More than 30 percent of the time, people conducting searches online are trying to return to a website they've already seen, said Grant Ryan, chief executive of Eurekster Inc.

Ryan thinks search sites should highlight the Web pages a user has visited before, instead of just giving all users the same results for a particular subject. Grant Ryan is convinced Internet searches should be more than "one size fits all."

Ryan said the Eurekster site, launched last month, does so by providing users with "personalized" responses. If a user finds a Web page useful and stays on it for a while, it will come up at the top of the list the next time the user searches the same subject.

Eurekster also lets users share these results with close groups of friends or colleagues whom they identify through social-networking technology, which is also used on sites where people meet each other through their friends. Before the end of the year, Ryan plans to unveil a more specialized product: searches designed for particular topics, and not for general use.

For instance, a search product centered solely on fly-fishing might be installed on the Internet site of a fly-fishing store, or a search on breast cancer could be built into a health care Web page.

"You'll be able to have different views of the Internet," Ryan said. "Adding personalization to search is almost an inevitable thing." Inevitable, perhaps, and welcome. For years, search providers have battled to make results more relevant. Now, as competition heats up in this market, a crop of new technologies that make search results more sophisticated is challenging leaders such as Google Inc.

The search business is booming. In the late 1990s, many executives saw the business as a commodity -- a necessary feature for a Web site, but a static one that didn't make money. Their view has changed.

Search advertising totaled $2.3 billion in the United States last year, and the market is growing rapidly.
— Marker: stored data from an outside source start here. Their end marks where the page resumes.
//! Error types for memory operations.

use crate::model::MemoryId;

/// Boxed error produced by an embedding provider or similarity index.
pub type UpstreamError = Box<dyn std::error::Error + Send + Sync + 'static>;

/// Errors returned by the memory store, scoring policy and helpers.
#[derive(Debug, thiserror::Error)]
pub enum MemoryError {
    /// Malformed arguments (dimensionality, importance bounds, `k`, weights).
    #[error("invalid input: {0}")]
    InvalidInput(String),
    /// Referenced record does not exist.
    #[error("memory not found: {0}")]
    NotFound(MemoryId),
    /// No records exist yet to select from.
    #[error("memory store is empty")]
    EmptyStore,
    /// Embedding provider or similarity index failed.
    #[error("upstream failure: {0}")]
    UpstreamFailure(#[source] UpstreamError),
    /// IO error.
    #[error("io error: {0}")]
    Io(#[from] std::io::Error),
    /// Serialization error.
    #[error("serialization error: {0}")]
    Serde(#[from] serde_json::Error),
}

impl MemoryError {
    /// Build an `InvalidInput` error from any message.
    pub(crate) fn invalid(message: impl Into<String>) -> Self {
        Self::InvalidInput(message.into())
    }
}
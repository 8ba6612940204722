use async_trait::async_trait;
use parking_lot::Mutex;
use reverie_rs_memory::{MemoryId, SimilarityIndex, UpstreamError};
use std::collections::BTreeMap;
use std::sync::Arc;

/// Index that ignores vectors and reports a scripted similarity per id.
#[derive(Debug)]
pub struct ScriptedIndex {
    default_similarity: f32,
    similarities: Mutex<BTreeMap<MemoryId, f32>>,
    inserted: Mutex<Vec<MemoryId>>,
}

impl ScriptedIndex {
    pub fn new(default_similarity: f32) -> Self {
        Self {
            default_similarity,
            similarities: Mutex::new(BTreeMap::new()),
            inserted: Mutex::new(Vec::new()),
        }
    }

    pub fn set_similarity(&self, id: MemoryId, similarity: f32) {
        self.similarities.lock().insert(id, similarity);
    }

    pub fn inserted(&self) -> Vec<MemoryId> {
        self.inserted.lock().clone()
    }
}

#[async_trait]
impl SimilarityIndex for ScriptedIndex {
    async fn insert(&self, id: MemoryId, _vector: Vec<f32>) -> Result<(), UpstreamError> {
        self.inserted.lock().push(id);
        Ok(())
    }

    async fn query(
        &self,
        _vector: &[f32],
        limit: usize,
    ) -> Result<Vec<(MemoryId, f32)>, UpstreamError> {
        let similarities = self.similarities.lock();
        let mut hits: Vec<(MemoryId, f32)> = self
            .inserted
            .lock()
            .iter()
            .map(|id| {
                let similarity = similarities
                    .get(id)
                    .copied()
                    .unwrap_or(self.default_similarity);
                (*id, similarity)
            })
            .collect();
        hits.sort_by(|a, b| b.1.total_cmp(&a.1).then(a.0.cmp(&b.0)));
        hits.truncate(limit);
        Ok(hits)
    }
}

/// Returns every hit of the wrapped index several times.
pub struct DuplicatingIndex {
    inner: Arc<dyn SimilarityIndex>,
    copies: usize,
}

impl DuplicatingIndex {
    pub fn new(inner: Arc<dyn SimilarityIndex>, copies: usize) -> Self {
        Self { inner, copies }
    }
}

#[async_trait]
impl SimilarityIndex for DuplicatingIndex {
    async fn insert(&self, id: MemoryId, vector: Vec<f32>) -> Result<(), UpstreamError> {
        self.inner.insert(id, vector).await
    }

    async fn query(
        &self,
        vector: &[f32],
        limit: usize,
    ) -> Result<Vec<(MemoryId, f32)>, UpstreamError> {
        let hits = self.inner.query(vector, limit).await?;
        Ok(hits
            .into_iter()
            .flat_map(|hit| std::iter::repeat_n(hit, self.copies))
            .collect())
    }
}

/// Index whose inserts or queries fail on demand.
#[derive(Debug, Default)]
pub struct FailingIndex {
    fail_insert: bool,
    fail_query: bool,
    inserted: Mutex<Vec<MemoryId>>,
}

impl FailingIndex {
    pub fn failing_inserts() -> Self {
        Self {
            fail_insert: true,
            ..Self::default()
        }
    }

    pub fn failing_queries() -> Self {
        Self {
            fail_query: true,
            ..Self::default()
        }
    }
}

#[async_trait]
impl SimilarityIndex for FailingIndex {
    async fn insert(&self, id: MemoryId, _vector: Vec<f32>) -> Result<(), UpstreamError> {
        if self.fail_insert {
            return Err("index insert unavailable".into());
        }
        self.inserted.lock().push(id);
        Ok(())
    }

    async fn query(
        &self,
        _vector: &[f32],
        limit: usize,
    ) -> Result<Vec<(MemoryId, f32)>, UpstreamError> {
        if self.fail_query {
            return Err("index query unavailable".into());
        }
        Ok(self
            .inserted
            .lock()
            .iter()
            .take(limit)
            .map(|id| (*id, 1.0))
            .collect())
    }
}

/// Index whose queries never complete.
#[derive(Debug, Default)]
pub struct PendingIndex {
    inserted: Mutex<Vec<MemoryId>>,
}

#[async_trait]
impl SimilarityIndex for PendingIndex {
    async fn insert(&self, id: MemoryId, _vector: Vec<f32>) -> Result<(), UpstreamError> {
        self.inserted.lock().push(id);
        Ok(())
    }

    async fn query(
        &self,
        _vector: &[f32],
        _limit: usize,
    ) -> Result<Vec<(MemoryId, f32)>, UpstreamError> {
        std::future::pending().await
    }
}
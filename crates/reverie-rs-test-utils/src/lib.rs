//! Test helpers shared across Reverie crates.

pub mod embedding;
pub mod index;
pub mod memory;

pub use embedding::{FailingEmbedder, FixedEmbedder, HashEmbedder, RecordingEmbedder};
pub use index::{DuplicatingIndex, FailingIndex, PendingIndex, ScriptedIndex};
pub use memory::{SelectCall, StubStream};
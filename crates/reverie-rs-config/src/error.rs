//! Error types for config loading and validation.

use thiserror::Error;

/// Errors returned while loading or validating config.
#[derive(Debug, Error)]
pub enum ConfigError {
    /// Reading a config file failed.
    #[error("failed to read config: {0}")]
    ReadFailed(#[from] std::io::Error),
    /// A config file is not valid JSON5.
    #[error("failed to parse config: {0}")]
    ParseFailed(#[from] json5::Error),
    /// The merged JSON did not match the config model.
    #[error("failed to decode config: {0}")]
    DecodeFailed(#[from] serde_json::Error),
    /// A field failed schema validation; `path` is `layer:dotted.path`.
    #[error("invalid config at {path}: {message}")]
    InvalidField { path: String, message: String },
    /// Values are well-typed but inconsistent.
    #[error("invalid config: {0}")]
    Invalid(String),
}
Only last week, initial public offering candidate Google expanded the reach of its search engine by another 1 billion Web pages, bringing the total number of pages it indexes to 4.28 billion. It continues to test its Froogle shopping search service and its Orkut social-networking site. Google is also preparing an e-mail service.

Yahoo Inc. also is moving full throttle. Last week, it shifted from repackaging Google's search results to using a combination of its own search formulas. The company is promising new personalization and local search features in coming weeks.

Microsoft Corp. also plans to release its own search technology, probably later this year.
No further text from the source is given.